On January 6, 2014, WTT announced that San Diego businessman Russell Geyser had purchased the New York Sportimes and relocated the team, renaming it the San Diego Aviators. The team was moved by WTT from the Eastern Conference to the Western Conference.

On February 4, 2014, after 28 years in Sacramento, the Sacramento Capitals announced the team was moving to Las Vegas for the 2014 season and would be renamed the Las Vegas Neon. The Capitals cited dissatisfaction with the team's stadium, a temporary facility on the parking lot of a mall. Management made plans for the team to play the 2014 season in the Darling Tennis Center, a permanent 3,000-seat stadium about 11 miles west of the Las Vegas Strip in the Summerlin community within the Las Vegas city limits.
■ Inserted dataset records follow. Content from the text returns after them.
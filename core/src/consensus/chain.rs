//! # Chain Consensus
//!
//! The block-tree topology driver: a rooted forest descending from the
//! last-accepted block, with preference propagation and atomic
//! finalization of a prefix.
//!
//! ## Decision points
//!
//! The governing design calls a node with more than one live child a
//! "decision point holding a polyadic machine." We broaden that slightly
//! in the implementation: *every* node that has ever had at least one
//! child holds a [`Polyadic`] machine keyed by child id. A node with
//! exactly one live child is a degenerate one-choice polyadic instance —
//! functionally identical to a monadic machine voting for that single
//! choice — which is what lets an uncontested linear chain (no fork ever
//! appears) still accumulate confidence and finalize after `beta`
//! consecutive successful polls (see scenario A in the test suite). When a
//! second child arrives, the same machine simply starts tracking a second
//! choice; nothing needs to be migrated or upgraded. [`Monadic`] and
//! [`Dyadic`] remain independently usable, fully tested components for
//! callers that want exactly a one- or two-choice machine directly — the
//! chain driver just happens not to need the upgrade dance the source
//! material performs, because `Polyadic` already subsumes both cases.
//!
//! ## Polling algorithm
//!
//! 1. Compute, in one depth-first pass over the bag, the aggregate vote
//!    count of every live node's subtree.
//! 2. Walk the path from the root to the *current* preferred tip. At every
//!    node along that path that has at least one live child, feed its
//!    decision point the `(count, child)` pair with the largest aggregate
//!    among its live children (ties broken lexicographically) — exactly
//!    the same "mode of a bag" rule [`crate::consensus::bag::Bag::mode`]
//!    uses at the top level. Every node on the path is polled in this one
//!    pass, which is what lets a multi-level commit (scenario D) finalize
//!    several ancestors in a single `record_poll` call.
//! 3. Walk root-downward: at each node whose decision point just became
//!    (or already was) finalized, reject every other live child's entire
//!    subtree and, if the winning child is still `Processing`, accept it
//!    and advance the accepted frontier. Stop at the first unresolved
//!    decision point.
//! 4. Recompute the preferred tip by following each decision point's
//!    current preference from the (possibly advanced) root down to a
//!    leaf.

use std::collections::{HashMap, HashSet};

use crate::consensus::bag::Bag;
use crate::consensus::machines::{Finalizable, Polyadic, Preference};
use crate::consensus::params::Parameters;
use crate::id::Id;

/// Lifecycle status of a block in the forest.
#[derive(Debug, Clone, Copy, PartialEq, Eq)]
pub enum Status {
    /// Known to exist but not yet attached (never actually stored this
    /// way in the forest — kept for completeness with the governing data
    /// model's lifecycle description).
    Unknown,
    /// Attached to the forest, contested or not, awaiting finalization.
    Processing,
    /// Irrevocably accepted. Terminal.
    Accepted,
    /// Irrevocably rejected (a losing sibling or its descendant). Terminal.
    Rejected,
}

/// A block (or DAG vertex) as the chain driver sees it: enough topology
/// information to place it in the forest. The payload itself is opaque —
/// the collaborator VM owns its interpretation.
#[derive(Debug, Clone)]
pub struct Block {
    /// This block's identifier.
    pub id: Id,
    /// The parent this block extends.
    pub parent: Id,
    /// Height, one greater than the parent's.
    pub height: u64,
    /// Opaque VM payload. Never inspected by the chain driver.
    pub payload: Vec<u8>,
}

impl Block {
    /// Construct a block record.
    pub fn new(id: Id, parent: Id, height: u64, payload: Vec<u8>) -> Self {
        Self {
            id,
            parent,
            height,
            payload,
        }
    }
}

#[derive(Debug, Clone)]
struct NodeRecord {
    parent: Id,
    height: u64,
    status: Status,
}

/// Errors from [`Chain::add`].
#[derive(Debug, Clone, Copy, PartialEq, Eq, thiserror::Error)]
pub enum ChainError {
    /// The parent named by the new block is not present in the forest.
    #[error("unknown parent")]
    UnknownParent,
    /// A block with this id is already present.
    #[error("duplicate block")]
    Duplicate,
    /// `height` did not equal `parent.height + 1`.
    #[error("height mismatch: expected {expected}, got {got}")]
    HeightMismatch {
        /// The height the chain expected.
        expected: u64,
        /// The height the block claimed.
        got: u64,
    },
    /// The named parent has already been rejected; nothing may extend it.
    #[error("rejected ancestor")]
    RejectedAncestor,
}

/// Result of [`Chain::record_poll`]: whether the preferred tip moved, and
/// which blocks crossed a finalization boundary this round, in the order
/// the collaborator VM must be notified.
#[derive(Debug, Clone, Default)]
pub struct PollOutcome {
    /// `true` if the preferred tip changed as a result of this poll.
    pub changed: bool,
    /// Newly accepted blocks, in strictly increasing height order.
    pub accepted: Vec<Id>,
    /// Newly rejected blocks (siblings and their subtrees), in the order
    /// they were rejected. Always observed by the VM before the `accept`
    /// of the sibling that beat them.
    pub rejected: Vec<Id>,
}

/// The block-tree consensus driver.
pub struct Chain {
    params: Parameters,
    blocks: HashMap<Id, NodeRecord>,
    children: HashMap<Id, Vec<Id>>,
    decisions: HashMap<Id, Polyadic>,
    last_accepted: Id,
    preferred_leaf: Id,
    preferred_path: HashSet<Id>,
}

impl Chain {
    /// Seed a new forest rooted at `last_accepted`, already `Accepted`.
    pub fn initialize(params: Parameters, last_accepted: Id, last_accepted_height: u64) -> Self {
        let mut blocks = HashMap::new();
        blocks.insert(
            last_accepted,
            NodeRecord {
                parent: Id::EMPTY,
                height: last_accepted_height,
                status: Status::Accepted,
            },
        );
        let mut preferred_path = HashSet::new();
        preferred_path.insert(last_accepted);
        Self {
            params,
            blocks,
            children: HashMap::new(),
            decisions: HashMap::new(),
            last_accepted,
            preferred_leaf: last_accepted,
            preferred_path,
        }
    }

    /// Attach `block` to an existing, non-rejected parent.
    pub fn add(&mut self, block: Block) -> Result<(), ChainError> {
        if self.blocks.contains_key(&block.id) {
            return Err(ChainError::Duplicate);
        }
        let parent = self.blocks.get(&block.parent).ok_or(ChainError::UnknownParent)?;
        if parent.status == Status::Rejected {
            return Err(ChainError::RejectedAncestor);
        }
        let expected_height = parent.height + 1;
        if block.height != expected_height {
            return Err(ChainError::HeightMismatch {
                expected: expected_height,
                got: block.height,
            });
        }

        self.blocks.insert(
            block.id,
            NodeRecord {
                parent: block.parent,
                height: block.height,
                status: Status::Processing,
            },
        );
        let siblings = self.children.entry(block.parent).or_default();
        siblings.push(block.id);

        self.decisions.entry(block.parent).or_insert_with(|| {
            Polyadic::new(&self.params, block.id)
        });

        self.recompute_preferred_path();
        Ok(())
    }

    /// The current preferred tip.
    pub fn preference(&self) -> Id {
        self.preferred_leaf
    }

    /// `true` if `id` lies on the currently preferred path (from the
    /// accepted root down to the preferred tip, inclusive).
    pub fn is_preferred(&self, id: &Id) -> bool {
        self.preferred_path.contains(id)
    }

    /// `true` if `id` has been irrevocably accepted.
    pub fn is_accepted(&self, id: &Id) -> bool {
        matches!(self.blocks.get(id), Some(n) if n.status == Status::Accepted)
    }

    /// `true` if `id` has been irrevocably rejected.
    pub fn is_rejected(&self, id: &Id) -> bool {
        matches!(self.blocks.get(id), Some(n) if n.status == Status::Rejected)
    }

    /// Number of blocks still awaiting a verdict.
    pub fn num_processing(&self) -> usize {
        self.blocks
            .values()
            .filter(|n| n.status == Status::Processing)
            .count()
    }

    /// `true` iff no contested blocks remain outstanding.
    pub fn finalized(&self) -> bool {
        self.num_processing() == 0
    }

    /// The last accepted block (forest root).
    pub fn last_accepted(&self) -> Id {
        self.last_accepted
    }

    /// Apply one round's tallies to the forest.
    pub fn record_poll(&mut self, bag: &Bag) -> PollOutcome {
        let old_tip = self.preferred_leaf;
        let aggregates = self.compute_aggregates(bag);

        // Step 1 & 2: poll every decision point on the path root -> tip,
        // using the path as it stood before this round's updates.
        let path = self.path_from_root(self.preferred_leaf);
        for &node in &path {
            let live_children = self.live_children(&node);
            if live_children.is_empty() {
                continue;
            }
            let mut child_bag = Bag::new();
            for &child in &live_children {
                let count = aggregates.get(&child).copied().unwrap_or(0);
                child_bag.add_count(child, count.min(u32::MAX as u64) as u32);
            }
            let (mode_child, mode_count) = child_bag
                .mode()
                .unwrap_or((live_children[0], 0));
            if let Some(machine) = self.decisions.get_mut(&node) {
                machine.record_poll(mode_count, mode_child);
            }
        }

        // Step 3: root-downward commit pass.
        let mut accepted = Vec::new();
        let mut rejected = Vec::new();
        let mut current = self.last_accepted;
        loop {
            let live_children = self.live_children(&current);
            if live_children.is_empty() {
                break;
            }
            let finalized_choice = self
                .decisions
                .get(&current)
                .filter(|m| m.finalized())
                .map(|m| m.preference());
            let Some(winner) = finalized_choice else {
                break;
            };
            for &child in &live_children {
                if child != winner {
                    self.reject_subtree(child, &mut rejected);
                }
            }
            if matches!(self.blocks.get(&winner).map(|n| n.status), Some(Status::Processing)) {
                self.blocks.get_mut(&winner).unwrap().status = Status::Accepted;
                self.last_accepted = winner;
                accepted.push(winner);
                current = winner;
            } else {
                // Already accepted in a previous round; nothing more to do
                // at this level, but keep walking in case a descendant
                // decision point has also already finalized.
                current = winner;
            }
        }

        self.recompute_preferred_path();
        PollOutcome {
            changed: old_tip != self.preferred_leaf,
            accepted,
            rejected,
        }
    }

    // -- internal helpers ----------------------------------------------

    fn live_children(&self, id: &Id) -> Vec<Id> {
        let mut live: Vec<Id> = self
            .children
            .get(id)
            .map(|cs| {
                cs.iter()
                    .copied()
                    .filter(|c| !matches!(self.blocks.get(c).map(|n| n.status), Some(Status::Rejected)))
                    .collect()
            })
            .unwrap_or_default();
        live.sort();
        live
    }

    fn reject_subtree(&mut self, root: Id, rejected: &mut Vec<Id>) {
        let mut stack = vec![root];
        while let Some(id) = stack.pop() {
            if let Some(node) = self.blocks.get_mut(&id) {
                if node.status == Status::Rejected {
                    continue;
                }
                node.status = Status::Rejected;
            }
            rejected.push(id);
            if let Some(children) = self.children.get(&id) {
                stack.extend(children.iter().copied());
            }
        }
    }

    fn path_from_root(&self, tip: Id) -> Vec<Id> {
        // Walk from last_accepted to `tip` by repeatedly descending to
        // whichever live child is an ancestor of (or equal to) tip.
        let mut path = vec![self.last_accepted];
        let mut current = self.last_accepted;
        while current != tip {
            let next = self
                .live_children(&current)
                .into_iter()
                .find(|c| *c == tip || self.is_ancestor_of(*c, tip));
            match next {
                Some(n) => {
                    path.push(n);
                    current = n;
                }
                None => break,
            }
        }
        path
    }

    fn is_ancestor_of(&self, maybe_ancestor: Id, descendant: Id) -> bool {
        let mut current = descendant;
        loop {
            if current == maybe_ancestor {
                return true;
            }
            match self.blocks.get(&current) {
                Some(n) if n.parent != current => current = n.parent,
                _ => return false,
            }
            if current == self.last_accepted && maybe_ancestor != self.last_accepted {
                return maybe_ancestor == current;
            }
        }
    }

    fn recompute_preferred_path(&mut self) {
        let mut path = HashSet::new();
        let mut current = self.last_accepted;
        path.insert(current);
        loop {
            let live_children = self.live_children(&current);
            if live_children.is_empty() {
                break;
            }
            let next = match self.decisions.get(&current) {
                Some(machine) => {
                    let preferred = machine.preference();
                    if live_children.contains(&preferred) {
                        preferred
                    } else {
                        live_children[0]
                    }
                }
                None => live_children[0],
            };
            path.insert(next);
            current = next;
        }
        self.preferred_leaf = current;
        self.preferred_path = path;
    }

    fn compute_aggregates(&self, bag: &Bag) -> HashMap<Id, u64> {
        let mut agg = HashMap::new();
        self.aggregate_node(self.last_accepted, bag, &mut agg);
        agg
    }

    fn aggregate_node(&self, id: Id, bag: &Bag, agg: &mut HashMap<Id, u64>) -> u64 {
        let mut total = bag.count(&id) as u64;
        if let Some(children) = self.children.get(&id) {
            for &child in children {
                if !matches!(self.blocks.get(&child).map(|n| n.status), Some(Status::Rejected)) {
                    total += self.aggregate_node(child, bag, agg);
                }
            }
        }
        agg.insert(id, total);
        total
    }
}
On February 20, Neon principal owner Deepal Wannakuwatte was arrested on federal fraud charges. The assets of his Sacramento-based medical supply company, International Manufacturing Group Inc., were frozen by a federal judge. Wannakuwatte's family had owned the Capitals/Neon franchise since 2011. International Manufacturing Group Inc. was the parent company of Capital Sports Management LLC which was the legal owner of the Neon. With the assets frozen, Neon ownership was unable to meet its financial obligations to the WTT, and on March 5, the league contracted the franchise.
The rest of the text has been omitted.